◆ Task goal: Lines, not repeats, are what count: give the number of lines below that hold "parameter", and nothing more.

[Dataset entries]
********************

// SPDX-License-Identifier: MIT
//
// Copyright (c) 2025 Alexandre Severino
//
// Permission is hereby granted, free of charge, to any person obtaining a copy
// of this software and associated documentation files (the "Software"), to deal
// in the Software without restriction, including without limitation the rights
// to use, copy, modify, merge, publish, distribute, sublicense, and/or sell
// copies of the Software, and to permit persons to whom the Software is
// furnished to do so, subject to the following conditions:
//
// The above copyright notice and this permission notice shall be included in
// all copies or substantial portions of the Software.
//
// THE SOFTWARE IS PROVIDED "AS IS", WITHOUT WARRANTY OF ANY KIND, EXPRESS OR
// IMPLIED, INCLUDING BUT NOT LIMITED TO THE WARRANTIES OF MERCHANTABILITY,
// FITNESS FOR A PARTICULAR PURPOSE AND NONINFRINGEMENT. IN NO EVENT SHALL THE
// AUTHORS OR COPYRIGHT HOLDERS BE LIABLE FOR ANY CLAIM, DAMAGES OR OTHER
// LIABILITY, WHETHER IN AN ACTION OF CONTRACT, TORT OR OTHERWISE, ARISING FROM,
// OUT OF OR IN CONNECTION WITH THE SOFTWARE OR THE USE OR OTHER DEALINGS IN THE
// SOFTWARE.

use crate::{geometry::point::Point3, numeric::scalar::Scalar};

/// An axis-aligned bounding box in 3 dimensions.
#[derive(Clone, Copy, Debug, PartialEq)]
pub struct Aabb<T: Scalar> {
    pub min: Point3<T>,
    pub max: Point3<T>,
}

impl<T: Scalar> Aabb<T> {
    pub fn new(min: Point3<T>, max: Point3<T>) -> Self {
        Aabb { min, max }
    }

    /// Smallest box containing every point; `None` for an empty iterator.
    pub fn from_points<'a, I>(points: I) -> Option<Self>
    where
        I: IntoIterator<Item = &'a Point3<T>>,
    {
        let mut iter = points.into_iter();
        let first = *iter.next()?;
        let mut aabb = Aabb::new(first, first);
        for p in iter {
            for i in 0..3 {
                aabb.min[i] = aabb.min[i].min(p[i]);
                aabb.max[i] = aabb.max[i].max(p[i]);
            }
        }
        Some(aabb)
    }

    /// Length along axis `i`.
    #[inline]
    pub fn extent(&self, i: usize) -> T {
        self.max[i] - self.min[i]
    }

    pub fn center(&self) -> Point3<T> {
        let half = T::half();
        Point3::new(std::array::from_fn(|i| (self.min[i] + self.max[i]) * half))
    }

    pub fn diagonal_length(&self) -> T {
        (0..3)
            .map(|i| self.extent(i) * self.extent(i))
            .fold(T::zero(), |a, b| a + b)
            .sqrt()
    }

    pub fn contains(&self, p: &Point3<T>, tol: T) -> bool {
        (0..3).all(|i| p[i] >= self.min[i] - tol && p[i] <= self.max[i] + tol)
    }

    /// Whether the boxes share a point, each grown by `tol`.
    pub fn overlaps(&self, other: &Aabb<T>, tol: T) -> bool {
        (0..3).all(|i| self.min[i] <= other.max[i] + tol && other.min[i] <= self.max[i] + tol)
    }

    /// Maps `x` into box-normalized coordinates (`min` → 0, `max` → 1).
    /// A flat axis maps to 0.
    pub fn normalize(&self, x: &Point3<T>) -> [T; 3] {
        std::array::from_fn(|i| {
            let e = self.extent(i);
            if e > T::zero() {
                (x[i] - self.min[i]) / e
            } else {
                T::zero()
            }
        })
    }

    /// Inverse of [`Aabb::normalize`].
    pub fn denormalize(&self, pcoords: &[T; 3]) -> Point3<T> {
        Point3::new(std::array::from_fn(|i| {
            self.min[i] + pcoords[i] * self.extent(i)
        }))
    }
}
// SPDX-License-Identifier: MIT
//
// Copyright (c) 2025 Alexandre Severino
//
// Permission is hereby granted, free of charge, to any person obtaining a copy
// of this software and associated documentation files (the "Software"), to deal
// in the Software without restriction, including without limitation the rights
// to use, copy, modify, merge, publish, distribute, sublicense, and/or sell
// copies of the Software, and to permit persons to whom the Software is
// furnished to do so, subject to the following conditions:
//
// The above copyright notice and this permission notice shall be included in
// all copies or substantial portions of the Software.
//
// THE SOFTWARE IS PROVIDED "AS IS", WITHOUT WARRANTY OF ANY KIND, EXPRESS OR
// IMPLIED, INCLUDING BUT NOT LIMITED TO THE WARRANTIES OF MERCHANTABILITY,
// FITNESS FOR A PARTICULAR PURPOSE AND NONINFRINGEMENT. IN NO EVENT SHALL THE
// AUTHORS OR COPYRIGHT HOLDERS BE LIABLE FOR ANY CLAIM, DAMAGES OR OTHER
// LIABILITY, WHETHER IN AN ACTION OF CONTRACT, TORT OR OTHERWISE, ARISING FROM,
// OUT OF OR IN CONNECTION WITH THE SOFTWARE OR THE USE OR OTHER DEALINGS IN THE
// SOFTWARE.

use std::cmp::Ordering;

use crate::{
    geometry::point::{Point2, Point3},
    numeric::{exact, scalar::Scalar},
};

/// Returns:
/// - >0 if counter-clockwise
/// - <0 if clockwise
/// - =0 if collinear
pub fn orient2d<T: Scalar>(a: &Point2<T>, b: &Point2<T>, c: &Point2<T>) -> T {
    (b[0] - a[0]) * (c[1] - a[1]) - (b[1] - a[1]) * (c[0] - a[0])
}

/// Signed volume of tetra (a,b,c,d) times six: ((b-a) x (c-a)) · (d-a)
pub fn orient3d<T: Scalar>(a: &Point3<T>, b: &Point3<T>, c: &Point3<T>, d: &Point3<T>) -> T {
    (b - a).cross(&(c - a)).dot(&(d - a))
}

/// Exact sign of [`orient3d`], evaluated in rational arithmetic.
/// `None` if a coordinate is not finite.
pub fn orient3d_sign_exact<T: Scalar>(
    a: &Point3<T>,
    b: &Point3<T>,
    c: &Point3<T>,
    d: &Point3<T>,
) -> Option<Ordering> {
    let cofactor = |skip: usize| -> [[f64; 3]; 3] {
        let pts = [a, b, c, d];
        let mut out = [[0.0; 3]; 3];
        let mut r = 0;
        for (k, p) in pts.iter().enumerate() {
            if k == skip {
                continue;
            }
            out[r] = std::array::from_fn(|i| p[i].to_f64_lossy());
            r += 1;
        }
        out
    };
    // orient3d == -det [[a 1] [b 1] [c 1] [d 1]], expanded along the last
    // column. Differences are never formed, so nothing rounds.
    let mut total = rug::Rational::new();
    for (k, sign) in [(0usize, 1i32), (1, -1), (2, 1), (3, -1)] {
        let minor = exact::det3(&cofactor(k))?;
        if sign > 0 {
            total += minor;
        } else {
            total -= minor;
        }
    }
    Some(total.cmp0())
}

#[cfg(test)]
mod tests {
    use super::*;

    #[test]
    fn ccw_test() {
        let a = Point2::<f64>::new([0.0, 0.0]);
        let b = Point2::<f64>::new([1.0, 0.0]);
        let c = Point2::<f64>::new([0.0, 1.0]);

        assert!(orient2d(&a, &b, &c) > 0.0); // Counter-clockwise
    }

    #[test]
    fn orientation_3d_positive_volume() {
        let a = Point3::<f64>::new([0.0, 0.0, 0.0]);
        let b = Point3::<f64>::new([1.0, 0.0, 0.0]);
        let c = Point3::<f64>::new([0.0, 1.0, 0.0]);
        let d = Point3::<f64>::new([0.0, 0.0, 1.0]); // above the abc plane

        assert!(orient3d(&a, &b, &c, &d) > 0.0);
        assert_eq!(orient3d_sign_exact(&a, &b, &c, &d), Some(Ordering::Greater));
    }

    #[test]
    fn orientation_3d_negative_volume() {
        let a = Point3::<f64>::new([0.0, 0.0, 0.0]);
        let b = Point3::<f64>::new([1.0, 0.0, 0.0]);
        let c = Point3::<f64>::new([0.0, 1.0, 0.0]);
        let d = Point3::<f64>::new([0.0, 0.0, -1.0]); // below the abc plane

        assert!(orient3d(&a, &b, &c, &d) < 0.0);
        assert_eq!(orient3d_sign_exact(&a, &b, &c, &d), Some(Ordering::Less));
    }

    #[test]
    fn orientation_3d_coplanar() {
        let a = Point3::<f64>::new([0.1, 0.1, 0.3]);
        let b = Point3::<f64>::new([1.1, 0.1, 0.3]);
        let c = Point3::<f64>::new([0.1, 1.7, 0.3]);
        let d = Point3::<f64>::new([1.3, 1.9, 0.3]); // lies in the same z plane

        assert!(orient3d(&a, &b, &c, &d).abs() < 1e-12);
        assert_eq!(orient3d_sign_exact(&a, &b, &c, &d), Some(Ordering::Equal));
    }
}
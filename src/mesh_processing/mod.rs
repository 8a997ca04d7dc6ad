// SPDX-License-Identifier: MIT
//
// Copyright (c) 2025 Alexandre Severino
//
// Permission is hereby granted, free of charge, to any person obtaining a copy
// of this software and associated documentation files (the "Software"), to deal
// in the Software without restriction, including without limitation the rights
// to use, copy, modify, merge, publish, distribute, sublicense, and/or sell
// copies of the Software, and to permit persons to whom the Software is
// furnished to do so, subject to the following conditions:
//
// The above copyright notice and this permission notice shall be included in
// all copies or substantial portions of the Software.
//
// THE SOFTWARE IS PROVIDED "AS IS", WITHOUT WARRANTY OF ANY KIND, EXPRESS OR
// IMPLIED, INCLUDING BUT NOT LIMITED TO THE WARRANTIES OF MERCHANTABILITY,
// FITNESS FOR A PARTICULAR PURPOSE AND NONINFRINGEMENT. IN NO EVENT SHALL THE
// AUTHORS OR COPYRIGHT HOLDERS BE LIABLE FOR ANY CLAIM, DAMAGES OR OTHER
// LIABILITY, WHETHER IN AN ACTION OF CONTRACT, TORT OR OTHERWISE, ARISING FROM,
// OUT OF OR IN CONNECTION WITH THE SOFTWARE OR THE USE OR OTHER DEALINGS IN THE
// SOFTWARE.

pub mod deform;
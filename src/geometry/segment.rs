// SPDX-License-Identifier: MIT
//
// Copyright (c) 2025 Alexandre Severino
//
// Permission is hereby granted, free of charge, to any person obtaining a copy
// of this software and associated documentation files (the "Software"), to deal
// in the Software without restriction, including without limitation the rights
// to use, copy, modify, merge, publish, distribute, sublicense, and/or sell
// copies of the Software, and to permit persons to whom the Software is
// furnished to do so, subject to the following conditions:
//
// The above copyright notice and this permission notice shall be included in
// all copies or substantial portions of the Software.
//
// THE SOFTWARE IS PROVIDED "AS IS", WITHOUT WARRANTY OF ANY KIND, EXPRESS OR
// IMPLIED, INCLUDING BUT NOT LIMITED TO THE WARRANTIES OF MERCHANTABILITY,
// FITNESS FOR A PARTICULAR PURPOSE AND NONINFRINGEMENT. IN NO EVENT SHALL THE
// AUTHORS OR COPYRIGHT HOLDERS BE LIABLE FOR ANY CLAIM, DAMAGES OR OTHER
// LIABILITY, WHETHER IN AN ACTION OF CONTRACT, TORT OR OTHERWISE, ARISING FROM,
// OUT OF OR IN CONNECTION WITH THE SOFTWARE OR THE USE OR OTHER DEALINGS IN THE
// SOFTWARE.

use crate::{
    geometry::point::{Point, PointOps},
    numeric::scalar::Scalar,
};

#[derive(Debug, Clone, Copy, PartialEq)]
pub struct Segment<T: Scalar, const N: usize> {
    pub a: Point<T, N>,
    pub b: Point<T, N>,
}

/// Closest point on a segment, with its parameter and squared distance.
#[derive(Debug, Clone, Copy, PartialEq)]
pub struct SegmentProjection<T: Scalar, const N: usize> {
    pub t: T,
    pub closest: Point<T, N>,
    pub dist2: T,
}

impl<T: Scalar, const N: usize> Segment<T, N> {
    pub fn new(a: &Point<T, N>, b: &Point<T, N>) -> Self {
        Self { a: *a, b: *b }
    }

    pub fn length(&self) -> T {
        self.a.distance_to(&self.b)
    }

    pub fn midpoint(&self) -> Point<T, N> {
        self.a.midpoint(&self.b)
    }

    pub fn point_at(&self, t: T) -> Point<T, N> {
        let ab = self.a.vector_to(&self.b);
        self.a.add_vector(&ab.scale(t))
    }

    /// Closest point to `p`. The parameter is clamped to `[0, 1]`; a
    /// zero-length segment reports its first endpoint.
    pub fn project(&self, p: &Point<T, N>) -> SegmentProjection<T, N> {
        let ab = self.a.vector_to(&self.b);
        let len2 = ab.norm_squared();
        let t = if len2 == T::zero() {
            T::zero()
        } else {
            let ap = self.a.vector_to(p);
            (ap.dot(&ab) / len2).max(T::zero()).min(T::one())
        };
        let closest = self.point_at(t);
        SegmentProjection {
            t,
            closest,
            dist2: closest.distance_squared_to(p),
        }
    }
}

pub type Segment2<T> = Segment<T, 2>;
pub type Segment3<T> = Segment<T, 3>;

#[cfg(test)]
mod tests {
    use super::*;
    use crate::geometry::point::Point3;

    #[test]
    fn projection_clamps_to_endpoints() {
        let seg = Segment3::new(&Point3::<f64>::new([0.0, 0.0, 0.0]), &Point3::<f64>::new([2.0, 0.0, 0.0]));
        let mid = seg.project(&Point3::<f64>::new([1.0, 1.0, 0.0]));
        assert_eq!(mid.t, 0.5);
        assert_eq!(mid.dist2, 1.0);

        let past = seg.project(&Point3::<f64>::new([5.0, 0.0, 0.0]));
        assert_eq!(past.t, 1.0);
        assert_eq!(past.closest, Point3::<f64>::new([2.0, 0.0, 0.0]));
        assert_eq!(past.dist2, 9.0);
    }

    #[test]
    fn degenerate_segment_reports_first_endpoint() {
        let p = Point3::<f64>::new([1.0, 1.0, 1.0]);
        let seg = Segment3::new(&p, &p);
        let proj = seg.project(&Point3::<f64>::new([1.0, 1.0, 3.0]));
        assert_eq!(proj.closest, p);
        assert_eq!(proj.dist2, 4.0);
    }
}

********************

◆ Written reply: 2